*Data to process*

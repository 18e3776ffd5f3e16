//! Keeping exactly one up-to-date bot review on the pull request.

use prlint_core::{PrlintError, PullRequestRef, Review, ReviewEvent, ReviewState, TitlePolicy};
use serde::Serialize;
use tracing::{debug, info, warn};

use crate::api::PullRequestApi;
use crate::lookup::{find_bot_review, ReviewLookup};

/// What [`create_or_update_review`] wrote.
#[derive(Debug, Clone, PartialEq, Eq, Serialize)]
#[serde(tag = "action", rename_all = "camelCase")]
pub enum ReviewWrite {
    /// No bot review existed; a new one was submitted.
    Created { event: ReviewEvent },
    /// The existing bot review's body was replaced.
    #[serde(rename_all = "camelCase")]
    Updated { review_id: u64 },
}

/// What [`dismiss_review`] did.
#[derive(Debug, Clone, PartialEq, Eq, Serialize)]
#[serde(tag = "outcome", rename_all = "camelCase")]
pub enum DismissOutcome {
    /// There was no bot review.
    NotFound,
    /// The review was dismissed.
    #[serde(rename_all = "camelCase")]
    Dismissed { review_id: u64 },
    /// The review was only commented, so a `COMMENT` review carrying the
    /// dismiss message was posted instead.
    #[serde(rename_all = "camelCase")]
    Replaced { review_id: u64 },
    /// Dismissing failed and a `COMMENT` review was posted instead.
    #[serde(rename_all = "camelCase")]
    FellBack { review_id: u64, error: String },
    /// The review is in a state this tool does not act on.
    #[serde(rename_all = "camelCase")]
    Ignored { review_id: u64, state: ReviewState },
    /// Nothing could be done; the error is recorded.
    #[serde(rename_all = "camelCase")]
    Abandoned {
        review_id: Option<u64>,
        error: String,
    },
}

/// Post the failure comment as the bot review, reusing the existing one.
///
/// A new review is submitted as `REQUEST_CHANGES` when the policy asks for
/// it, otherwise as `COMMENT`. An existing review keeps its state; only its
/// body changes.
///
/// # Errors
///
/// Returns [`PrlintError::GitHub`] if listing, creating or updating fails.
pub async fn create_or_update_review<A>(
    api: &A,
    policy: &TitlePolicy,
    pr: &PullRequestRef,
    body: &str,
) -> Result<ReviewWrite, PrlintError>
where
    A: PullRequestApi + ?Sized,
{
    match find_bot_review(api, pr).await? {
        None => {
            let event = ReviewEvent::for_request_changes(policy.request_changes);
            api.create_review(pr, body, event).await?;
            info!(pr = %pr, %event, "created review");
            Ok(ReviewWrite::Created { event })
        }
        Some(review) => {
            api.update_review(pr, review.id, body).await?;
            info!(pr = %pr, review_id = review.id, "updated existing review");
            Ok(ReviewWrite::Updated {
                review_id: review.id,
            })
        }
    }
}

/// Dismiss or supersede the bot review once the title is valid.
///
/// Never fails: every error is logged and reflected in the returned outcome.
pub async fn dismiss_review<A>(api: &A, pr: &PullRequestRef, message: &str) -> DismissOutcome
where
    A: PullRequestApi + ?Sized,
{
    let found = find_bot_review(api, pr).await;
    dismiss_found(api, pr, &found, message).await
}

/// [`dismiss_review`] for a lookup the caller already made.
pub async fn dismiss_found<A>(
    api: &A,
    pr: &PullRequestRef,
    found: &ReviewLookup,
    message: &str,
) -> DismissOutcome
where
    A: PullRequestApi + ?Sized,
{
    match found {
        Ok(Some(review)) => dismiss_existing(api, pr, review, message).await,
        Ok(None) => {
            info!(pr = %pr, "no review found to dismiss");
            DismissOutcome::NotFound
        }
        Err(e) => {
            warn!(pr = %pr, error = %e, "could not look up review to dismiss");
            DismissOutcome::Abandoned {
                review_id: None,
                error: e.to_string(),
            }
        }
    }
}

/// Apply the dismiss policy to a review that has already been looked up.
///
/// Only `APPROVED` and `CHANGES_REQUESTED` reviews can be dismissed; a
/// `COMMENTED` review is superseded by a new `COMMENT` review.
pub async fn dismiss_existing<A>(
    api: &A,
    pr: &PullRequestRef,
    review: &Review,
    message: &str,
) -> DismissOutcome
where
    A: PullRequestApi + ?Sized,
{
    let review_id = review.id;
    info!(review_id, state = %review.state, "found existing review");

    match &review.state {
        ReviewState::Approved | ReviewState::ChangesRequested => {
            debug!(review_id, "dismissing review");
            let error = match api.dismiss_review(pr, review_id, message).await {
                Ok(()) => {
                    info!(review_id, "dismissed review");
                    return DismissOutcome::Dismissed { review_id };
                }
                Err(e) => e,
            };
            warn!(review_id, error = %error, "error dismissing review; posting a comment instead");
            match api.create_review(pr, message, ReviewEvent::Comment).await {
                Ok(()) => DismissOutcome::FellBack {
                    review_id,
                    error: error.to_string(),
                },
                Err(e) => {
                    warn!(review_id, error = %e, "error creating comment review");
                    DismissOutcome::Abandoned {
                        review_id: Some(review_id),
                        error: e.to_string(),
                    }
                }
            }
        }
        ReviewState::Commented => {
            info!(review_id, "review is only commented; posting a new comment instead of dismissing");
            match api.create_review(pr, message, ReviewEvent::Comment).await {
                Ok(()) => DismissOutcome::Replaced { review_id },
                Err(e) => {
                    warn!(review_id, error = %e, "error creating comment review");
                    DismissOutcome::Abandoned {
                        review_id: Some(review_id),
                        error: e.to_string(),
                    }
                }
            }
        }
        other => {
            info!(review_id, state = %other, "review state cannot be dismissed; leaving it");
            DismissOutcome::Ignored {
                review_id,
                state: other.clone(),
            }
        }
    }
}

#[cfg(test)]
mod tests {
    use super::*;

    #[test]
    fn dismiss_outcome_serializes_tagged() {
        let json = serde_json::to_value(DismissOutcome::FellBack {
            review_id: 3,
            error: "forbidden".into(),
        })
        .unwrap();
        assert_eq!(json["outcome"], "fellBack");
        assert_eq!(json["reviewId"], 3);
    }

    #[test]
    fn review_write_serializes_event() {
        let json = serde_json::to_value(ReviewWrite::Created {
            event: ReviewEvent::Comment,
        })
        .unwrap();
        assert_eq!(json["action"], "created");
        assert_eq!(json["event"], "COMMENT");
    }
}
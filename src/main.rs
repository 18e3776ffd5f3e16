use std::io::IsTerminal;
use std::path::{Path, PathBuf};

use clap::{Args, CommandFactory, Parser, Subcommand, ValueEnum};
use miette::{IntoDiagnostic, Result};
use tracing::{debug, info, Level};
use tracing_subscriber::layer::SubscriberExt;
use tracing_subscriber::util::SubscriberInitExt;
use tracing_subscriber::{fmt, EnvFilter};

use prlint_core::actions::{error_command, in_actions, runner_debug};
use prlint_core::{
    env_input, resolve_token, EventContext, PolicyConfig, PullRequestRef, TitlePolicy, INPUT_NAMES,
};
use prlint_review::github::GitHubClient;
use prlint_review::pipeline::{run_check, RunReport};
use prlint_review::title::evaluate;

const DEFAULT_CONFIG_PATH: &str = ".prlint.toml";

#[derive(Parser)]
#[command(
    name = "prlint",
    version,
    about = "Pull request title linting for CI",
    long_about = "prlint checks a pull request title against a pattern and keeps a single bot review\n\
                   on the pull request in sync with the result.\n\n\
                   Settings come from GitHub Actions inputs (INPUT_*), then .prlint.toml, then flags.\n\n\
                   Examples:\n  \
                     prlint                                   Run as a GitHub Actions step\n  \
                     prlint run --pr owner/repo#12 --title 'fix: bug'  Run against a PR locally\n  \
                     prlint check --title 'feat: add parser'  Test a title without touching GitHub\n  \
                     prlint init                              Create a .prlint.toml config file"
)]
struct Cli {
    #[command(subcommand)]
    command: Option<Command>,

    /// Path to configuration file (default: .prlint.toml)
    #[arg(long, global = true)]
    config: Option<PathBuf>,

    /// Output format
    #[arg(long, global = true, default_value = "text")]
    format: Format,

    /// Enable debug logging
    #[arg(long, short, global = true)]
    verbose: bool,

    /// Emit log lines as JSON
    #[arg(long, global = true)]
    log_json: bool,
}

#[derive(Subcommand)]
enum Command {
    /// Check the title and reconcile the bot review (default)
    #[command(long_about = "Check the title and reconcile the bot review.\n\n\
        Inside GitHub Actions the pull request and title are read from GITHUB_REPOSITORY and\n\
        the event payload at GITHUB_EVENT_PATH. Outside Actions, pass --pr and --title.\n\
        The step fails with the rendered comment when the title does not match and\n\
        on-failed-regex-fail-action is enabled.")]
    Run {
        /// Pull request to check (format: owner/repo#123)
        #[arg(long)]
        pr: Option<PullRequestRef>,

        /// Title to check instead of the one in the event payload
        #[arg(long)]
        title: Option<String>,

        /// GitHub token (default: repo-token input, GITHUB_TOKEN, GH_TOKEN)
        #[arg(long)]
        repo_token: Option<String>,

        /// GitHub API base URL, for GitHub Enterprise
        #[arg(long, env = "GITHUB_API_URL")]
        api_url: Option<String>,

        #[command(flatten)]
        policy: PolicyArgs,
    },
    /// Test a title against the pattern without calling GitHub
    #[command(long_about = "Test a title against the pattern without calling GitHub.\n\n\
        Exits with status 1 and prints the rendered failure comment when the title does not match.\n\n\
        Examples:\n  prlint check --title 'fix: bug'\n  prlint check --title-regex '^JIRA-[0-9]+' --title 'JIRA-1 fix'")]
    Check {
        /// Title to test
        #[arg(long)]
        title: String,

        #[command(flatten)]
        policy: PolicyArgs,
    },
    /// Create a default .prlint.toml configuration file
    Init,
    /// Generate shell completion scripts
    #[command(hide = true)]
    Completions {
        /// Shell to generate completions for
        #[arg(value_enum)]
        shell: clap_complete::Shell,
    },
}

/// Flags that override the configured policy.
#[derive(Args, Default)]
struct PolicyArgs {
    /// Pattern the title must match
    #[arg(long)]
    title_regex: Option<String>,

    /// Fail the step when the title does not match
    #[arg(long)]
    fail_action: bool,

    /// Manage a bot review on the pull request
    #[arg(long)]
    create_review: bool,

    /// Submit new reviews as REQUEST_CHANGES
    #[arg(long)]
    request_changes: bool,

    /// Minimize stale bot feedback once the title matches
    #[arg(long)]
    minimize: bool,
}

impl PolicyArgs {
    fn to_layer(&self) -> PolicyConfig {
        let flag = |set: bool| set.then_some(true);
        PolicyConfig {
            title_regex: self.title_regex.clone(),
            on_failed_regex_fail_action: flag(self.fail_action),
            on_failed_regex_create_review: flag(self.create_review),
            on_failed_regex_request_changes: flag(self.request_changes),
            on_succeeded_regex_minimize_comment: flag(self.minimize),
            ..PolicyConfig::default()
        }
    }
}

#[derive(Clone, Copy, PartialEq, Eq, ValueEnum)]
enum Format {
    /// Human-readable summary
    Text,
    /// Machine-readable JSON with camelCase keys
    Json,
}

const DEFAULT_CONFIG: &str = r#"# prlint configuration
# Keys match the GitHub Actions inputs; inputs set on the step take precedence.

# Pattern the pull request title must match (anywhere in the title).
title-regex = "^(feat|fix|docs|style|refactor|perf|test|build|ci|chore|revert)(\\(.+\\))?!?: "

# Fail the step when the title does not match.
on-failed-regex-fail-action = false

# Post a review carrying the failure comment when the title does not match.
on-failed-regex-create-review = true

# Submit that review as REQUEST_CHANGES instead of COMMENT.
on-failed-regex-request-changes = false

# Failure comment; %regex% is replaced by the pattern.
on-failed-regex-comment = "PR title does not match the pattern: `%regex%`"

# Message used when the review is dismissed or superseded.
on-succeeded-regex-dismiss-review-comment = "PR title now matches the pattern."

# Minimize the bot's review and comments once the title matches.
on-succeeded-regex-minimize-comment = false

# Classifier for minimized feedback: SPAM, ABUSE, OFF_TOPIC, OUTDATED, DUPLICATE or RESOLVED.
on-minimize-comment-reason = "RESOLVED"
"#;

/// Install the global tracing subscriber, writing to stderr.
///
/// `RUST_LOG` wins when set; otherwise `--verbose` or step debug logging
/// selects `debug`, and `info` is the default.
fn init_tracing(verbose: bool, json: bool) {
    let level = if verbose || runner_debug() {
        Level::DEBUG
    } else {
        Level::INFO
    };
    let env_filter =
        EnvFilter::try_from_default_env().unwrap_or_else(|_| EnvFilter::new(level.as_str()));

    if json {
        tracing_subscriber::registry()
            .with(env_filter)
            .with(fmt::layer().with_target(false).with_writer(std::io::stderr).json())
            .try_init()
            .ok();
    } else {
        let ansi = std::io::stderr().is_terminal() && std::env::var("NO_COLOR").is_err();
        tracing_subscriber::registry()
            .with(env_filter)
            .with(
                fmt::layer()
                    .with_target(false)
                    .with_ansi(ansi)
                    .with_writer(std::io::stderr),
            )
            .try_init()
            .ok();
    }
}

/// Stack defaults, the config file, action inputs and flags into a policy.
fn load_policy(config: Option<&Path>, overrides: &PolicyArgs) -> Result<TitlePolicy> {
    let file_layer = match config {
        Some(path) => PolicyConfig::from_file(path)?,
        None => {
            let default_path = Path::new(DEFAULT_CONFIG_PATH);
            if default_path.exists() {
                PolicyConfig::from_file(default_path)?
            } else {
                PolicyConfig::default()
            }
        }
    };

    let present: Vec<&str> = INPUT_NAMES
        .iter()
        .copied()
        .filter(|name| env_input(name).is_some_and(|v| !v.is_empty()))
        .collect();
    debug!(inputs = ?present, "action inputs present");

    let merged = file_layer
        .overlay(PolicyConfig::from_inputs(env_input))
        .overlay(overrides.to_layer());
    Ok(TitlePolicy::from_config(&merged)?)
}

fn print_report(report: &RunReport, format: Format) -> Result<()> {
    match format {
        Format::Json => {
            println!("{}", serde_json::to_string_pretty(report).into_diagnostic()?);
        }
        Format::Text => {
            let verdict = if report.matched {
                "matches"
            } else {
                "does not match"
            };
            eprintln!("{}: title {verdict} ({:?})", report.pr, report.title);
            if let Some(write) = &report.review_write {
                eprintln!("  review: {write:?}");
            }
            if let Some(dismissal) = &report.dismissal {
                eprintln!("  dismissal: {dismissal:?}");
            }
            if let Some(minimize) = &report.minimize {
                eprintln!("  minimized review: {:?}", minimize.review);
                eprintln!(
                    "  minimized comments: {} of {} ({} unresolved, {} failed)",
                    minimize.comments.minimized,
                    minimize.comments.examined,
                    minimize.comments.unresolved,
                    minimize.comments.failed,
                );
            }
        }
    }
    Ok(())
}

/// Report a terminal step failure and exit with status 1.
fn fail_step(message: &str) -> ! {
    if in_actions() {
        println!("{}", error_command(message));
    } else {
        eprintln!("error: {message}");
    }
    std::process::exit(1);
}

async fn run(
    config: Option<&Path>,
    format: Format,
    pr: Option<PullRequestRef>,
    title: Option<String>,
    repo_token: Option<String>,
    api_url: Option<String>,
    overrides: &PolicyArgs,
) -> Result<()> {
    let policy = load_policy(config, overrides)?;

    let ctx = match pr {
        Some(pr) => EventContext {
            pr,
            title: title.unwrap_or_default(),
        },
        None => {
            let mut ctx = EventContext::from_env()?;
            if let Some(title) = title {
                ctx.title = title;
            }
            ctx
        }
    };
    info!(pr = %ctx.pr, "checking pull request title");

    let token = resolve_token(repo_token.as_deref())?;
    let client = GitHubClient::new(&token, api_url.as_deref())?;
    let report = run_check(&client, &policy, &ctx.pr, &ctx.title).await?;

    print_report(&report, format)?;
    if let Some(message) = &report.failure {
        fail_step(message);
    }
    Ok(())
}

#[tokio::main]
async fn main() -> Result<()> {
    miette::set_hook(Box::new(|_| {
        Box::new(
            miette::MietteHandlerOpts::new()
                .terminal_links(true)
                .build(),
        )
    }))
    .into_diagnostic()?;
    human_panic::setup_panic!();

    let cli = Cli::parse();
    init_tracing(cli.verbose, cli.log_json);
    let config = cli.config.as_deref();

    match cli.command {
        None => {
            let api_url = std::env::var("GITHUB_API_URL").ok();
            let overrides = PolicyArgs::default();
            run(config, cli.format, None, None, None, api_url, &overrides).await?;
        }
        Some(Command::Run {
            pr,
            title,
            repo_token,
            api_url,
            ref policy,
        }) => {
            run(config, cli.format, pr, title, repo_token, api_url, policy).await?;
        }
        Some(Command::Check { ref title, ref policy }) => {
            let policy = load_policy(config, policy)?;
            let matched = evaluate(&policy.pattern, title);
            match cli.format {
                Format::Json => {
                    let json = serde_json::json!({
                        "title": title,
                        "pattern": policy.pattern_source(),
                        "matched": matched,
                    });
                    println!("{}", serde_json::to_string_pretty(&json).into_diagnostic()?);
                }
                Format::Text => {
                    let verdict = if matched { "matches" } else { "does not match" };
                    println!("{title:?} {verdict} {}", policy.pattern_source());
                }
            }
            if !matched {
                fail_step(&policy.rendered_comment());
            }
        }
        Some(Command::Init) => {
            let path = Path::new(DEFAULT_CONFIG_PATH);
            if path.exists() {
                miette::bail!("{DEFAULT_CONFIG_PATH} already exists");
            }
            std::fs::write(path, DEFAULT_CONFIG).into_diagnostic()?;
            println!("Created {DEFAULT_CONFIG_PATH} with default configuration");
        }
        Some(Command::Completions { shell }) => {
            let mut cmd = Cli::command();
            clap_complete::generate(shell, &mut cmd, "prlint", &mut std::io::stdout());
        }
    }

    Ok(())
}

*Exercise prompt*
How many lines of the material contain the string "that"? Answer with the number and nothing else.

*Exercise result*
3